Dialogo come forma scritta e dialettica in Platone

Per ventiquattro secoli si è parlato molto di Platone. È l'autore considerato l'iniziatore della “metafisica” occidentale. Diverse interpretazioni contrastanti, e persino mutuamente esclusive, predominavano su un certo modo di lo lesse e finì per oscurare il suo pensiero vivace e robusto, caratteristico della forza artistica della Grecia vecchio.

Incomprensibile, quello che viene convenzionalmente chiamato platonismo sembra, ancora oggi, corrispondere a una sorta di ipotesi ad hoc, cioè salvare una teoria o continuare a svilupparla su un dato paradigma.

Nel suo lavoro, il dialoghi, c'è una messa in scena drammatica tra vari discorsi, che pretendono di essere veri: siano i discorsi relativisti dei sofisti, siano quelli filosofici o la ricerca di definizioni di Socrate (oltre a coloro che espongono ciò che pensano con più o meno semplicità e/o difficoltà), esiste una rete sensibile di posizioni che entrano in conflitto, in conflitto diretto.
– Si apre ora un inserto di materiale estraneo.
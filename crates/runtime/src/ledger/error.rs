use raid_core::TokenId;
use thiserror::Error;

/// Errors surfaced by token ledger implementations.
#[derive(Debug, Error)]
pub enum LedgerError {
    #[error("token ledger lock was poisoned")]
    LockPoisoned,

    #[error("token {0} was already minted")]
    AlreadyMinted(TokenId),
}
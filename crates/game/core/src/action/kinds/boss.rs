use crate::action::{ActionError, ActionTransition};
use crate::env::{Capability, GameEnv};
use crate::event::{EventSink, GameEvent};
use crate::state::{BossInstanceId, BossKey, BossState, GameState};

/// Replaces the active boss with a fresh instance. Operator only.
#[derive(Clone, Debug, PartialEq, Eq)]
#[cfg_attr(feature = "serde", derive(serde::Serialize, serde::Deserialize))]
pub struct CreateOrUpdateBossAction {
    pub key: BossKey,
    pub name: String,
    pub hp: u64,
    pub damage: u64,
    pub reward: u64,
}

impl ActionTransition for CreateOrUpdateBossAction {
    type Result = BossInstanceId;

    fn required_capability(&self) -> Capability {
        Capability::Operator
    }

    fn apply(
        &self,
        state: &mut GameState,
        _env: &GameEnv<'_>,
        events: &mut EventSink,
    ) -> Result<Self::Result, ActionError> {
        let instance = state.bosses.allocate_instance()?;
        state.bosses.activate(BossState {
            instance,
            key: self.key.clone(),
            name: self.name.clone(),
            hp: self.hp,
            damage: self.damage,
            reward: self.reward,
        });

        events.emit(GameEvent::BossCreatedOrUpdated {
            boss_key: self.key.clone(),
            boss_instance: instance,
        });

        Ok(instance)
    }
}

#[cfg(test)]
mod tests {
    use super::*;
    use crate::action::testing::{OTHER, OWNER, run, state};
    use crate::state::BossView;

    fn punk(hp: u64) -> CreateOrUpdateBossAction {
        CreateOrUpdateBossAction {
            key: BossKey::new("0x16F5A35647D6F03D5D3da7b35409D65ba03aF3B2"),
            name: "Punk".into(),
            hp,
            damage: 20,
            reward: 75,
        }
    }

    #[test]
    fn operator_creates_active_boss() {
        let mut state = state();

        let (instance, events) = run(&punk(150), &mut state, OWNER).unwrap();

        assert_eq!(instance, BossInstanceId(1));
        assert_eq!(
            state.active_boss(),
            BossView {
                key: BossKey::new("0x16F5A35647D6F03D5D3da7b35409D65ba03aF3B2"),
                name: "Punk".into(),
                hp: 150,
                damage: 20,
                reward: 75,
            }
        );
        assert_eq!(
            events,
            vec![GameEvent::BossCreatedOrUpdated {
                boss_key: BossKey::new("0x16F5A35647D6F03D5D3da7b35409D65ba03aF3B2"),
                boss_instance: instance,
            }]
        );
    }

    #[test]
    fn non_operator_is_rejected() {
        let mut state = state();

        let result = run(&punk(150), &mut state, OTHER);

        assert!(matches!(result, Err(ActionError::Unauthorized { .. })));
        assert!(state.active_boss().is_sentinel());
    }

    #[test]
    fn last_write_wins() {
        let mut state = state();
        run(&punk(150), &mut state, OWNER).unwrap();
        let (second, _) = run(&punk(300), &mut state, OWNER).unwrap();

        assert_eq!(second, BossInstanceId(2));
        assert_eq!(state.active_boss().hp, 300);
        assert_eq!(state.bosses.get(BossInstanceId(1)).map(|b| b.hp), Some(150));
    }
}
//! Action transition dispatch and execution logic.

use crate::action::{ActionError, ActionKind, ActionResult, ActionTransition};
use crate::env::GameEnv;
use crate::event::EventSink;
use crate::state::GameState;

use super::errors::{ExecuteError, TransitionPhase, TransitionPhaseError};

/// Drives a transition through the three-phase pipeline.
///
/// Phases:
/// 1. `pre_validate` - capability check, then preconditions before mutation
/// 2. `apply` - mutate the state and emit notifications
/// 3. `post_validate` - verify postconditions after mutation
///
/// The caller owns rollback: on error `state` and `events` may be partially
/// written and must be discarded.
#[inline]
pub(crate) fn drive_transition<T>(
    transition: &T,
    state: &mut GameState,
    env: &GameEnv<'_>,
    events: &mut EventSink,
) -> Result<T::Result, TransitionPhaseError<ActionError>>
where
    T: ActionTransition,
{
    let pre = |error: ActionError| TransitionPhaseError::new(TransitionPhase::PreValidate, error);

    let call = env.call();
    let required = transition.required_capability();
    if !call.capability.allows(required) {
        return Err(pre(ActionError::Unauthorized {
            caller: call.caller.clone(),
            required,
        }));
    }

    transition.pre_validate(state, env).map_err(pre)?;

    let result = transition
        .apply(state, env, events)
        .map_err(|error| TransitionPhaseError::new(TransitionPhase::Apply, error))?;

    transition
        .post_validate(state, env)
        .map_err(|error| TransitionPhaseError::new(TransitionPhase::PostValidate, error))?;

    Ok(result)
}

/// Routes an action kind to its transition and wraps the result.
pub(super) fn execute_transition(
    kind: &ActionKind,
    state: &mut GameState,
    env: &GameEnv<'_>,
    events: &mut EventSink,
) -> Result<ActionResult, ExecuteError> {
    match kind {
        ActionKind::CreateOrUpdateBoss(transition) => {
            let instance = drive_transition(transition, state, env, events)
                .map_err(ExecuteError::CreateOrUpdateBoss)?;
            Ok(ActionResult::BossCreated(instance))
        }
        ActionKind::CreateCharacter(transition) => {
            drive_transition(transition, state, env, events)
                .map_err(ExecuteError::CreateCharacter)?;
            Ok(ActionResult::CharacterCreated)
        }
        ActionKind::GrantExperience(transition) => {
            let change = drive_transition(transition, state, env, events)
                .map_err(ExecuteError::GrantExperience)?;
            Ok(ActionResult::ExperienceGranted(change))
        }
        ActionKind::Attack(transition) => {
            let outcome =
                drive_transition(transition, state, env, events).map_err(ExecuteError::Attack)?;
            Ok(ActionResult::Attack(outcome))
        }
        ActionKind::Heal(transition) => {
            drive_transition(transition, state, env, events).map_err(ExecuteError::Heal)?;
            Ok(ActionResult::Healed)
        }
        ActionKind::ClaimRewards(transition) => {
            let token = drive_transition(transition, state, env, events)
                .map_err(ExecuteError::ClaimRewards)?;
            Ok(ActionResult::RewardClaimed(token))
        }
        ActionKind::TransferOperator(transition) => {
            drive_transition(transition, state, env, events)
                .map_err(ExecuteError::TransferOperator)?;
            Ok(ActionResult::OperatorTransferred)
        }
    }
}
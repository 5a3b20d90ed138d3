//! Action execution errors.
//!
//! Every rejection a caller can receive. Messages are descriptive; the
//! [`GameError::error_code`] is the stable identifier.

use crate::env::Capability;
use crate::error::{ErrorSeverity, GameError};
use crate::state::{BossInstanceId, Identity, StateError};

/// Why a reward claim was refused.
///
/// Callers only see [`ActionError::ClaimNotAllowed`]; the reason is kept for
/// logs and diagnostics.
#[derive(Clone, Copy, Debug, PartialEq, Eq, Hash, strum::Display)]
#[cfg_attr(feature = "serde", derive(serde::Serialize, serde::Deserialize))]
#[strum(serialize_all = "snake_case")]
pub enum ClaimRejection {
    /// No boss instance with that id was ever created.
    UnknownBoss,
    /// The boss still has hit points left.
    BossAlive,
    /// The boss is dead but the caller did not deal the killing blow.
    NotKiller,
    /// The caller's kill record was already consumed.
    AlreadyClaimed,
}

/// Errors that can occur during action execution.
#[derive(Clone, Debug, PartialEq, Eq, thiserror::Error)]
pub enum ActionError {
    /// Caller lacks the capability the action requires.
    #[error("caller {caller} is not allowed to perform this action (requires {required})")]
    Unauthorized {
        caller: Identity,
        required: Capability,
    },

    /// Caller already owns a character.
    #[error("only 1 character per user is allowed ({owner} already has one)")]
    DuplicateCharacter { owner: Identity },

    /// Caller has no character.
    #[error("no character found for {owner}")]
    CharacterNotFound { owner: Identity },

    /// Caller's character is dead and must be healed first.
    #[error("cannot execute this action when dead, ask for heal first")]
    CharacterDead { owner: Identity },

    /// Spell casting requires a higher level.
    #[error("you need to have at least level {required} to use spells (current level {level})")]
    InsufficientLevel { level: u32, required: u32 },

    /// A dead caller tried to heal themselves.
    #[error("cannot heal yourself while dead, ask another player for a heal")]
    SelfHealForbidden { owner: Identity },

    /// Heal target does not exist or is not dead.
    #[error("the player {target} doesn't exist or it's not dead")]
    InvalidHealTarget { target: Identity },

    /// The proposed operator identity is empty.
    #[error("operator identity must not be empty")]
    InvalidOperator,

    /// No boss has been created yet.
    #[error("there is no active boss")]
    NoActiveBoss,

    /// The active boss is already dead.
    #[error("boss instance {boss_instance} is already defeated")]
    BossDefeated { boss_instance: BossInstanceId },

    /// No claimable kill record for the caller and boss instance.
    #[error("the player is not allowed to claim rewards for boss instance {boss_instance}")]
    ClaimNotAllowed {
        boss_instance: BossInstanceId,
        reason: ClaimRejection,
    },

    /// State bookkeeping failed (e.g. an exhausted counter).
    #[error(transparent)]
    State(#[from] StateError),
}

impl ActionError {
    /// Internal reason of a refused claim, if this is one.
    pub fn claim_rejection(&self) -> Option<ClaimRejection> {
        match self {
            ActionError::ClaimNotAllowed { reason, .. } => Some(*reason),
            _ => None,
        }
    }
}

impl GameError for ActionError {
    fn severity(&self) -> ErrorSeverity {
        match self {
            ActionError::State(error) => error.severity(),
            _ => ErrorSeverity::Validation,
        }
    }

    fn error_code(&self) -> &'static str {
        use ActionError::*;
        match self {
            Unauthorized { .. } => "ACTION_UNAUTHORIZED",
            DuplicateCharacter { .. } => "ACTION_DUPLICATE_CHARACTER",
            CharacterNotFound { .. } => "ACTION_CHARACTER_NOT_FOUND",
            CharacterDead { .. } => "ACTION_CHARACTER_DEAD",
            InsufficientLevel { .. } => "ACTION_INSUFFICIENT_LEVEL",
            SelfHealForbidden { .. } => "ACTION_SELF_HEAL_FORBIDDEN",
            InvalidHealTarget { .. } => "ACTION_INVALID_HEAL_TARGET",
            InvalidOperator => "ACTION_INVALID_OPERATOR",
            NoActiveBoss => "ACTION_NO_ACTIVE_BOSS",
            BossDefeated { .. } => "ACTION_BOSS_DEFEATED",
            ClaimNotAllowed { .. } => "ACTION_CLAIM_NOT_ALLOWED",
            State(error) => error.error_code(),
        }
    }
}

#[cfg(test)]
mod tests {
    use super::*;
    use crate::state::Counter;

    #[test]
    fn claim_message_hides_reason() {
        let already = ActionError::ClaimNotAllowed {
            boss_instance: BossInstanceId(1),
            reason: ClaimRejection::AlreadyClaimed,
        };
        let alive = ActionError::ClaimNotAllowed {
            boss_instance: BossInstanceId(1),
            reason: ClaimRejection::BossAlive,
        };

        assert_eq!(already.to_string(), alive.to_string());
        assert_eq!(already.error_code(), alive.error_code());
        assert_eq!(already.claim_rejection(), Some(ClaimRejection::AlreadyClaimed));
    }

    #[test]
    fn counter_overflow_is_fatal() {
        let error = ActionError::from(StateError::CounterOverflow {
            counter: Counter::Token,
        });
        assert_eq!(error.severity(), ErrorSeverity::Fatal);
        assert_eq!(error.error_code(), "STATE_COUNTER_OVERFLOW");
    }
}
//! Async host for the boss raid.
//!
//! This crate wraps the deterministic rules of `raid-core` in a runtime that
//! serializes every request through one worker, persists committed states,
//! mirrors minted tokens into an ownership ledger and publishes notifications.
//! Consumers build a [`Runtime`] and talk to it through [`RuntimeHandle`].
//!
//! Modules are organized by responsibility:
//! - [`runtime`] hosts the orchestrator and builder
//! - [`api`] exposes the types downstream clients interact with
//! - [`events`] provides the topic-based event bus
//! - [`repository`] persists committed states
//! - [`ledger`] tracks token ownership
//! - [`workers`] keeps background tasks internal to the crate
pub mod api;
pub mod events;
pub mod ledger;
pub mod repository;
pub mod runtime;
pub mod utils;

mod workers;

pub use api::{Result, RuntimeError, RuntimeHandle};
pub use events::{Event, EventBus, Notification, Rejection, Topic};
pub use ledger::{InMemoryTokenLedger, LedgerError, TokenLedger};
pub use repository::{FileStateRepository, InMemoryStateRepo, RepositoryError, StateRepository};
pub use runtime::{Runtime, RuntimeBuilder, RuntimeConfig};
Mostrare, dimostrare e confutare; allegorie, miti, matematica, immaginario, sono forme discorsive che cercano di far vedere qualcosa, di far apparire qualcosa.

Tuttavia, questo qualcosa non viene mai detto direttamente dalla bocca di Platone. Lui, in quanto autore dei dialoghi, non si immischia nella scena drammatica o quando lo fa è irrilevante per il contesto. Sono Socrate o Gorgia, o Callicle, o Teeteto, o lo Straniero, ecc., che parlano. Tutti corrispondono a una determinata intenzione dell'autore.

Bisogna quindi fare una sospensione metodologica della tradizione platonica per leggere più chiaramente i dialoghi e cercare di scoprire se sia possibile o meno. estrarre una filosofia propriamente detta platonica, concependo Platone prima come autore per sapere se può essere anche filosofo e a quali condizioni questo dal.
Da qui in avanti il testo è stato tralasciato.